Exercise instructions:
Each line in the records that mentions the word "status" needs to be listed.

Saved entries

-- -- --

use thiserror::Error;

pub type Result<T> = std::result::Result<T, ExportError>;

#[derive(Error, Debug)]
pub enum ExportError {
    #[error("IO error: {0}")]
    Io(#[from] std::io::Error),

    #[error("Unable to parse TOML: {0}")]
    TomlParse(#[from] toml::de::Error),

    #[error("Unable to serialize TOML: {0}")]
    TomlSerialize(#[from] toml::ser::Error),

    #[error("JSON error: {0}")]
    Json(#[from] serde_json::Error),

    #[error("HTTP error: {0}")]
    Http(#[from] reqwest::Error),

    #[error("Invalid url: {0}")]
    Url(#[from] url::ParseError),

    #[error("Unable to sign token assertion: {0}")]
    Jwt(#[from] jsonwebtoken::errors::Error),

    #[error("Remote API returned {status}: {message}")]
    Api { status: u16, message: String },

    #[error("Authentication failed: {0}")]
    Auth(String),

    #[error("Invalid configuration: {0}")]
    Config(String),

    #[error("Unexpected response: {0}")]
    UnexpectedResponse(String),
}

pub fn config_error(msg: impl ToString) -> ExportError {
    ExportError::Config(msg.to_string())
}

pub fn unexpected(msg: impl ToString) -> ExportError {
    ExportError::UnexpectedResponse(msg.to_string())
}
use crate::error::Result;
use crate::export::ExportTask;
use serde::{Deserialize, Serialize};
use std::fs;
use std::path::Path;

/// Submitted task handles, persisted so monitoring can resume in a later run.
#[derive(Deserialize, Serialize, Debug, Default)]
pub struct TaskLedger {
    pub project: String,
    pub tasks: Vec<ExportTask>,
}

impl TaskLedger {
    pub fn new(project: &str, tasks: Vec<ExportTask>) -> Self {
        Self {
            project: project.to_string(),
            tasks,
        }
    }

    pub fn read<P: AsRef<Path>>(path: P) -> Result<Self> {
        let content = fs::read_to_string(path)?;
        let ledger: Self = serde_json::from_str(&content)?;
        Ok(ledger)
    }

    pub fn write<P: AsRef<Path>>(self: &Self, path: P) -> Result<()> {
        if let Some(parent) = path.as_ref().parent() {
            if !parent.as_os_str().is_empty() && !parent.exists() {
                fs::create_dir_all(parent)?;
            }
        }
        let content = serde_json::to_string_pretty(self)?;
        fs::write(path, content)?;
        Ok(())
    }
}

#[cfg(test)]
mod tests {
    use super::*;

    fn mock_ledger() -> TaskLedger {
        let tasks = (1..=3)
            .map(|i| ExportTask {
                id: format!("T{i}"),
                name: format!("projects/p/operations/T{i}"),
                description: format!("Landsat_Image_2017-01-01_{i}_20240101_120000"),
            })
            .collect();
        TaskLedger::new("p", tasks)
    }

    #[test]
    fn test_write_json() {
        let dir = tempfile::tempdir().unwrap();
        let path = dir.path().join("nested").join("tasks.json");
        mock_ledger().write(&path).unwrap();
        assert!(path.exists());
    }

    #[test]
    fn test_read_json() {
        let dir = tempfile::tempdir().unwrap();
        let path = dir.path().join("tasks.json");
        mock_ledger().write(&path).unwrap();

        let ledger = TaskLedger::read(&path).unwrap();
        assert_eq!(ledger.project, "p");
        assert_eq!(ledger.tasks.len(), 3);
        assert_eq!(ledger.tasks[2].name, "projects/p/operations/T3");
    }
}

-- -- --

Task output:
    #[error("Remote API returned {status}: {message}")]
    Api { status: u16, message: String },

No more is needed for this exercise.